Dear old Ernie C. G.
Quando menino, o pai costumava nos carregar às coisas imaginava interessariam, por exemplo grandes aviões. E os grandes aviões pousavam em Campinas, no aeroporto de Viracopos.
Havia sido contatado por empresa americana a vender máquinas para a produção de mantas plásticas, revestimentos de assentos de automóveis. E o dono resolveu vir ao país, a conhecer o potencial, principalmente da crescente indústria automobilística brasileira.
E seguimos buscar o tal em Viracopos. A observar encantando o gigantesco 707 da saudosa Pan American trazer a turma de Noviiorque.
De idades semelhantes, logo se estabeleceu certa grande empatia entre o Mr. G, adiante Ernest e depois Ernie, com nosso Horst. Ambos oficiais de forças aéreas em lados opostos durante o grande conflito dos anos 1940, com boas histórias a contar. E ambos não nascidos onde agora viviam. Afinidades.
Meu velho havia passado temporada com bolsa em Cambridge na Inglaterra, forma inglesa de ganhar para si estudantes alemães no pós-guerra e ex-participantes do conflito, dai a intimidade na língua de Shakespeare. Isso fez a amizade crescer a cada dia.
Ernie era destaque em seu adotado Wisconsin, onde se naturalizara gringo abandonando a nacionalidade canadense. Pai de sete filhos, devoto católico pela origem italiana.
Interessado na grande São Paulo, a cidade não "pára de crescer", a chamada da época. E ambos se entenderam, clientes compraram máquinas e foi tudo muito bem.
Adiante até abriu filial por aqui. Todavia meu pai percebeu em algum momento não anunciavam mais as visitas do Ernie, pois eram de tal frequência, a estranhar o demasiado interesse nessa a rigor modesta operação latino-americana.

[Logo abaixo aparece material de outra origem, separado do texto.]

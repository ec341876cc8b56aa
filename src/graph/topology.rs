use anyhow::{Result, ensure};
use serde::Deserialize;

use super::NodeId;
use super::similarity::similarity;

/// Edge selection rule applied once per inserted concept: every candidate ranked within `top_k`
/// or scoring above `threshold` is kept, then the list is cut at `max_edges`.
#[derive(Clone, Copy, Debug, PartialEq, Deserialize)]
#[serde(default)]
pub struct TopologyConfig {
    pub top_k: usize,
    pub threshold: f32,
    pub max_edges: usize,
}

impl Default for TopologyConfig {
    fn default() -> Self {
        Self {
            top_k: 3,
            threshold: 0.45,
            max_edges: 6,
        }
    }
}

impl TopologyConfig {
    pub fn validate(&self) -> Result<()> {
        ensure!(self.max_edges > 0, "max_edges must be at least 1");
        ensure!(
            self.threshold.is_finite(),
            "threshold must be finite, got {}",
            self.threshold
        );
        Ok(())
    }
}

/// Picks the existing nodes a new embedding links to, strongest first.
///
/// `existing` must be in insertion order; equal similarities keep that order.
pub fn connect<'a, I>(embedding: &[f32], existing: I, config: TopologyConfig) -> Vec<(NodeId, f32)>
where
    I: IntoIterator<Item = (NodeId, &'a [f32])>,
{
    let mut ranked = existing
        .into_iter()
        .map(|(id, other)| (id, similarity(embedding, other)))
        .collect::<Vec<_>>();

    // stable sort, ties stay in insertion order
    ranked.sort_by(|a, b| b.1.total_cmp(&a.1));

    ranked
        .into_iter()
        .enumerate()
        .filter(|&(rank, (_, score))| rank < config.top_k || score > config.threshold)
        .map(|(_, candidate)| candidate)
        .take(config.max_edges)
        .collect()
}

O mistério se desfez rapidamente ao americano em jantar com meu pai e certa senhora contratada como intérprete a ajudar com a língua portuguesa, confessar a moça não ser só sua tradutora e essa a razão suas viagens tão frequentes.
Apaixonado.
O alemão inimigo do passado certamente saberia guardar o segredo, afinal palavras de oficiais valiam por ambos os lados. E de fato assim ocorreu.
Adiante meu pai não podia mais ajudar na representação, a tocar seu próprio negócio. Porém manteve a amizade. Precocemente falecido o amigo alemão, Ernie nos enviou um telegrama de pêsames comovente.
Lembrei desses fatos observando hoje a total falta de educação crescente, e perigosa, reinante no trânsito brasileiro.
E nessas conversas entre eles, por volta de 1970, Ernie detonou sem eu jamais esquecer:
"Brasileiros são o povo mais charmoso e encantador conheço. Do garçom ao dono do restaurante, da recepcionista ao diretor do sindicato das indústrias. Porém perdem tudo isso quando sentam atrás do volante de um carro. Tornam-se animais em fúria!"
Pois é: somos assim!
Curioso procurei na Internet algo sobre o amigo gringo e vejo faleceu aos 98 anos em 2021. Sua empresa não mais existe, talvez vendida e com outro nome por aí.